On 15.1.13 10:23, Marcel Reutegger wrote:

I looked into why 2 tests failing in MicroKernelIT for MongoMK. One of
them is conflictingMove test. This test passes for MicroKernelImpl and it
looks like the reason is MicroKernelImpl always commits against head. Take
a look at CommitBuilder around line 112. There's a check whether baseRevId
is not equal to currentHead, and if so, the staged tree is reset to
currentHead and the operation is retried. This effectively means that the
operation is committed against head, right?

hmm, not sure. I'd first have to look at the code. if it just blindly commits to
head then it's certainly wrong and it also means it wouldn't detect the
conflict, right? So, I guess what it does is some kind of rebase.

Yes, the H2 MK does some kind of rebase if the commit is not against the current head: it tries to reapply all changes against the current head an later tries to merge the resulting changes into trunk. However this results in a race condition. See https://issues.apache.org/jira/browse/OAK-532


We recently changed CommitCommand to commit against baseRevisionId
instead
of head but I'm thinking maybe we should change it back to committing
against head? Or maybe we commit against baseRevisionId but we add some
kind of a conflicting commit detection (although I'm not too sure how we'd
detect conflicting commits easily). WDYT?

this is missing right now. merging with the *head* revision tree is done in
CommitCommandNew.mergeNodes(). that is, mergeNodes() basically does
the rebase I mentioned above. I recently added a FIXME to this method.
I think this is the place where we'd need to find out if there is a conflict.


In a nutshell here is what I think we should do: MK.commit should fail on all but conflicts which are trivially merged. This will not be a problem for oak-core since oak-core applies changes to private branches and will merge these on Session.save. Before merging, branches are rebased and that's the place where the more complicated conflict handling should go. Due to rebasing the subsequent merge will not conflict any more.

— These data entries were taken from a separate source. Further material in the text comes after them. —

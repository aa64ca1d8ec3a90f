//! Telemetry frames published over NATS.
//!
//! Frames go to `phaselock.telemetry.{node_id}` as JSON. Publishing is
//! fire-and-forget: a failed publish is logged and the frame is dropped.

use phaselock_core::telemetry::TelemetrySink;
use phaselock_types::{NodeId, TelemetryFrame};
use tracing::{info, warn};

use crate::error::NodeError;

/// Subject a node's frames are published on.
pub fn telemetry_subject(node_id: NodeId) -> String {
    format!("phaselock.telemetry.{node_id}")
}

/// [`TelemetrySink`] publishing to NATS.
pub struct NatsTelemetry {
    client: async_nats::Client,
    subject: String,
}

impl NatsTelemetry {
    /// Connect to a NATS server and publish under `node_id`'s subject.
    ///
    /// # Errors
    ///
    /// Returns [`NodeError::Nats`] if the connection cannot be established.
    pub async fn connect(url: &str, node_id: NodeId) -> Result<Self, NodeError> {
        info!(url = url, "Connecting to NATS");
        let client = async_nats::connect(url)
            .await
            .map_err(|e| NodeError::Nats {
                message: format!("failed to connect to {url}: {e}"),
            })?;
        let subject = telemetry_subject(node_id);
        info!(subject = subject, "NATS telemetry connected");
        Ok(Self { client, subject })
    }
}

impl TelemetrySink for NatsTelemetry {
    async fn emit(&self, frame: TelemetryFrame) {
        let payload = match serde_json::to_vec(&frame) {
            Ok(payload) => payload,
            Err(e) => {
                warn!(error = %e, "Failed to serialize telemetry frame");
                return;
            }
        };
        if let Err(e) = self
            .client
            .publish(self.subject.clone(), payload.into())
            .await
        {
            warn!(
                subject = self.subject,
                evolution_count = frame.evolution_count,
                error = %e,
                "Failed to publish telemetry frame"
            );
        }
    }
}

#[cfg(test)]
mod tests {
    use super::*;

    #[test]
    fn subject_carries_node_id() {
        let node_id = NodeId::new();
        let subject = telemetry_subject(node_id);
        assert!(subject.starts_with("phaselock.telemetry."));
        assert!(subject.ends_with(&node_id.to_string()));
    }
}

See my POC work on https://issues.apache.org/jira/browse/OAK-536 for how such a rebase operation could look like. Note that the current implementation is not complete yet since it just throws an exception on conflicts. I will soon update this to a more complete implementation which correctly annotates conflicts such that oak-core can further handle these.

Also note how such an implementation will also solve OAK-464 and OAK-548.